Carotid artery dissection is an uncommon event, and it can occur either spontaneously or iatrogenic. Also, carotid artery dissection may be one of the most serious potential complications of the Mo.Ma device. The mechanisms underlying the iatrogenic carotid artery dissection can be endothelial damage due to barotraumas caused by an over-inflation of the Mo.Ma device proximal balloon. A tear in the intima of the arterial wall after endothelial damage may lead to blood accumulation in the subintimal space, resulting in the formation of the false lumen. This false lumen can compress and limit true lumen flow. It is difficult to establish the real incidence of dissection, because the majority of cases can be asymptomatic or have minor symptoms that are overlooked by the patients and/or physicians. Therefore, the dissection may not be diagnosed, or the diagnosis can be delayed.

Iatrogenic carotid artery dissections take place more frequently during interventional procedures than during diagnostic angiography due to increased catheter exchanges, the use of a sophisticated guide wire, and EPDs (10). In the discussed case, we think that the Mo.Ma device proximal balloon caused the CCA dissection as a result of over-inflation. Over-inflation and uncontrolled inflation, or not changing the shape of the balloon during inflation, leads to an increased risk of dissection, particularly in the case of balloon inflation without real-time fluoroscopic imaging.

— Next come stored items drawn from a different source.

//! Public catalog endpoints: listing, search, category browsing, detail.

use axum::{
    extract::{Path, Query, State},
    Json,
};
use futures::stream::TryStreamExt;
use mongodb::bson::{doc, Bson, Document, Regex};
use mongodb::options::FindOptions;
use service_core::error::AppError;

use crate::dtos::{
    CategoryProductsResponse, ListProductsParams, ProductDetailResponse, ProductListResponse,
    SearchParams, SearchResponse,
};
use crate::models::Product;
use crate::AppState;

const DEFAULT_PAGE_SIZE: u64 = 12;
const MAX_PAGE_SIZE: u64 = 100;
const SEARCH_RESULT_LIMIT: i64 = 20;
const CATEGORY_RESULT_LIMIT: i64 = 20;
const RELATED_RESULT_LIMIT: i64 = 4;

/// Filtered, sorted, paginated listing over active products.
pub async fn list_products(
    State(state): State<AppState>,
    Query(params): Query<ListProductsParams>,
) -> Result<Json<ProductListResponse>, AppError> {
    let page = params.page.unwrap_or(1).max(1);
    let limit = params
        .limit
        .unwrap_or(DEFAULT_PAGE_SIZE)
        .clamp(1, MAX_PAGE_SIZE);

    let mut filter = doc! { "is_active": true };

    if let Some(slug) = params.category.as_deref().filter(|s| !s.is_empty()) {
        match state
            .db
            .categories()
            .find_one(doc! { "slug": slug.to_lowercase() }, None)
            .await?
        {
            Some(category) => {
                filter.insert("category_id", category.id);
            }
            // Unknown category slug is an empty page, not an error.
            None => {
                return Ok(Json(ProductListResponse {
                    products: Vec::new(),
                    page,
                    limit,
                    total: 0,
                    total_pages: 0,
                }));
            }
        }
    }

    let mut price = Document::new();
    if let Some(min) = params.price_min {
        price.insert("$gte", min);
    }
    if let Some(max) = params.price_max {
        price.insert("$lte", max);
    }
    if !price.is_empty() {
        filter.insert("price", price);
    }

    if let Some(material) = params.material.as_deref().filter(|s| !s.is_empty()) {
        filter.insert("meta.material", material);
    }
    if let Some(artisan) = params.artisan.as_deref().filter(|s| !s.is_empty()) {
        filter.insert("meta.artisan", artisan);
    }
    if let Some(tags) = params.tags.as_deref() {
        let tags: Vec<String> = tags
            .split(',')
            .map(|t| t.trim().to_string())
            .filter(|t| !t.is_empty())
            .collect();
        if !tags.is_empty() {
            filter.insert("tags", doc! { "$in": tags });
        }
    }

    let sort = match params.sort.as_deref() {
        Some("price_asc") => doc! { "price": 1 },
        Some("price_desc") => doc! { "price": -1 },
        _ => doc! { "created_at": -1 },
    };

    let total = state.db.products().count_documents(filter.clone(), None).await?;

    let options = FindOptions::builder()
        .sort(sort)
        .skip((page - 1) * limit)
        .limit(limit as i64)
        .build();
    let products = collect_products(&state, filter, options).await?;

    Ok(Json(ProductListResponse {
        products,
        page,
        limit,
        total,
        total_pages: total.div_ceil(limit),
    }))
}

/// Keyword search across name, description, tags, material and artisan.
/// Terms are matched independently: any term hitting any field qualifies.
pub async fn search_products(
    State(state): State<AppState>,
    Query(params): Query<SearchParams>,
) -> Result<Json<SearchResponse>, AppError> {
    let query = params.query.as_deref().unwrap_or("").trim().to_lowercase();
    if query.is_empty() {
        return Err(AppError::BadRequest(anyhow::anyhow!(
            "Query parameter is required"
        )));
    }

    // Naive singularization so "necklaces" still finds "necklace"
    let base_query = query.strip_suffix('s').unwrap_or(&query);

    let patterns: Vec<Bson> = base_query
        .split_whitespace()
        .map(|term| {
            Bson::RegularExpression(Regex {
                pattern: escape_regex(term),
                options: "i".to_string(),
            })
        })
        .collect();

    if patterns.is_empty() {
        return Ok(Json(SearchResponse {
            query,
            count: 0,
            products: Vec::new(),
        }));
    }

    let filter = doc! {
        "is_active": true,
        "$or": [
            { "name": { "$in": patterns.clone() } },
            { "description": { "$in": patterns.clone() } },
            { "tags": { "$in": patterns.clone() } },
            { "meta.material": { "$in": patterns.clone() } },
            { "meta.artisan": { "$in": patterns } },
        ],
    };

    let options = FindOptions::builder()
        .sort(doc! { "created_at": -1 })
        .limit(SEARCH_RESULT_LIMIT)
        .build();
    let products = collect_products(&state, filter, options).await?;

    Ok(Json(SearchResponse {
        query,
        count: products.len(),
        products,
    }))
}

/// Active products in the category with the given slug.
pub async fn products_by_category(
    State(state): State<AppState>,
    Path(slug): Path<String>,
) -> Result<Json<CategoryProductsResponse>, AppError> {
    let category = state
        .db
        .categories()
        .find_one(doc! { "slug": slug.to_lowercase() }, None)
        .await?
        .ok_or_else(|| AppError::NotFound(anyhow::anyhow!("Category not found")))?;

    let options = FindOptions::builder()
        .sort(doc! { "created_at": -1 })
        .limit(CATEGORY_RESULT_LIMIT)
        .build();
    let products = collect_products(
        &state,
        doc! { "category_id": category.id, "is_active": true },
        options,
    )
    .await?;

    Ok(Json(CategoryProductsResponse {
        category: category.name,
        products,
    }))
}

/// Product detail by slug, with its image gallery and a few related items
/// from the same category.
pub async fn product_by_slug(
    State(state): State<AppState>,
    Path(slug): Path<String>,
) -> Result<Json<ProductDetailResponse>, AppError> {
    let product = state
        .db
        .products()
        .find_one(doc! { "slug": slug.to_lowercase(), "is_active": true }, None)
        .await?
        .ok_or_else(|| AppError::NotFound(anyhow::anyhow!("Product not found")))?;

    let image_options = FindOptions::builder().sort(doc! { "order_index": 1 }).build();
    let images = state
        .db
        .product_images()
        .find(doc! { "product_id": &product.id }, image_options)
        .await?
        .try_collect()
        .await?;

    let related_options = FindOptions::builder()
        .sort(doc! { "created_at": -1 })
        .limit(RELATED_RESULT_LIMIT)
        .build();
    let related = collect_products(
        &state,
        doc! {
            "category_id": &product.category_id,
            "_id": { "$ne": &product.id },
            "is_active": true,
        },
        related_options,
    )
    .await?;

    Ok(Json(ProductDetailResponse {
        product,
        images,
        related,
    }))
}

async fn collect_products(
    state: &AppState,
    filter: Document,
    options: FindOptions,
) -> Result<Vec<Product>, AppError> {
    Ok(state
        .db
        .products()
        .find(filter, options)
        .await?
        .try_collect()
        .await?)
}

/// Search terms are user input; treat them as literals, not patterns.
fn escape_regex(term: &str) -> String {
    let mut escaped = String::with_capacity(term.len());
    for c in term.chars() {
        if "\\^$.|?*+()[]{}".contains(c) {
            escaped.push('\\');
        }
        escaped.push(c);
    }
    escaped
}

#[cfg(test)]
mod tests {
    use super::*;

    #[test]
    fn regex_metacharacters_are_escaped() {
        assert_eq!(escape_regex("a.b*c"), "a\\.b\\*c");
        assert_eq!(escape_regex("plain"), "plain");
        assert_eq!(escape_regex("(x)"), "\\(x\\)");
    }
}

Although an optimal treatment approach of carotid artery dissection has not been clearly established in the literature, medical therapy is more acceptable than interventional treatment. However, carotid artery stenting can be feasible in the case of poor intracranial circulation, a degree of luminal stenosis of over 70%, and failure of medical therapy (11). There are also limited data regarding the comparative efficacy of warfarin and antiplatelet therapy. Moreover, an optimal duration of antiplatelet therapy or warfarin is controversial (12). The decision-making process may rely on individual clinical factors, response to treatment, and repeat vascular imaging. In our case, there was the necessity to continue the dual antiplatelet therapy due to stent deployment. Therefore, warfarin was applied without discontinuing the dual antiplatelet therapy for 1 month.

Conclusion

Because carotid artery dissection generally has a nonspecific presentation, patients were closely evaluated after CAS, and even mild symptoms should be taken into consideration. Although the Mo.Ma device balloons have an atraumatic design, the balloon inflation can result in carotid artery dissection depending on high pressure and inflation that lasts for a long time. Thus, the application of the Mo.MA device balloons should be more gentle. Anticoagulant therapy can be convenient without stenting in the case of iatrogenic carotid artery dissection.